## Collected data
Start of Block
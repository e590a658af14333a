//! Repository layer abstractions and persistence implementations.
//!
//! # Responsibility
//! - Define use-case oriented data access contracts.
//! - Isolate SQLite query details from service and HTTP code.
//!
//! # Invariants
//! - Repository writes enforce `NewContact::validate()` before persistence.
//! - Repository APIs return semantic errors (`NotFound`, `DuplicateEmail`)
//!   in addition to DB transport errors.

pub mod contact_repo;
End of Block
## Activity
The response should be an exact repeat of the data above.

## Exercise result
repository e590a658af14333a
//! Repository layer abstractions and persistence implementations.
//!
//! # Responsibility
//! - Define use-case oriented data access contracts.
//! - Isolate SQLite query details from service and HTTP code.
//!
//! # Invariants
//! - Repository writes enforce `NewContact::validate()` before persistence.
//! - Repository APIs return semantic errors (`NotFound`, `DuplicateEmail`)
//!   in addition to DB transport errors.

pub mod contact_repo;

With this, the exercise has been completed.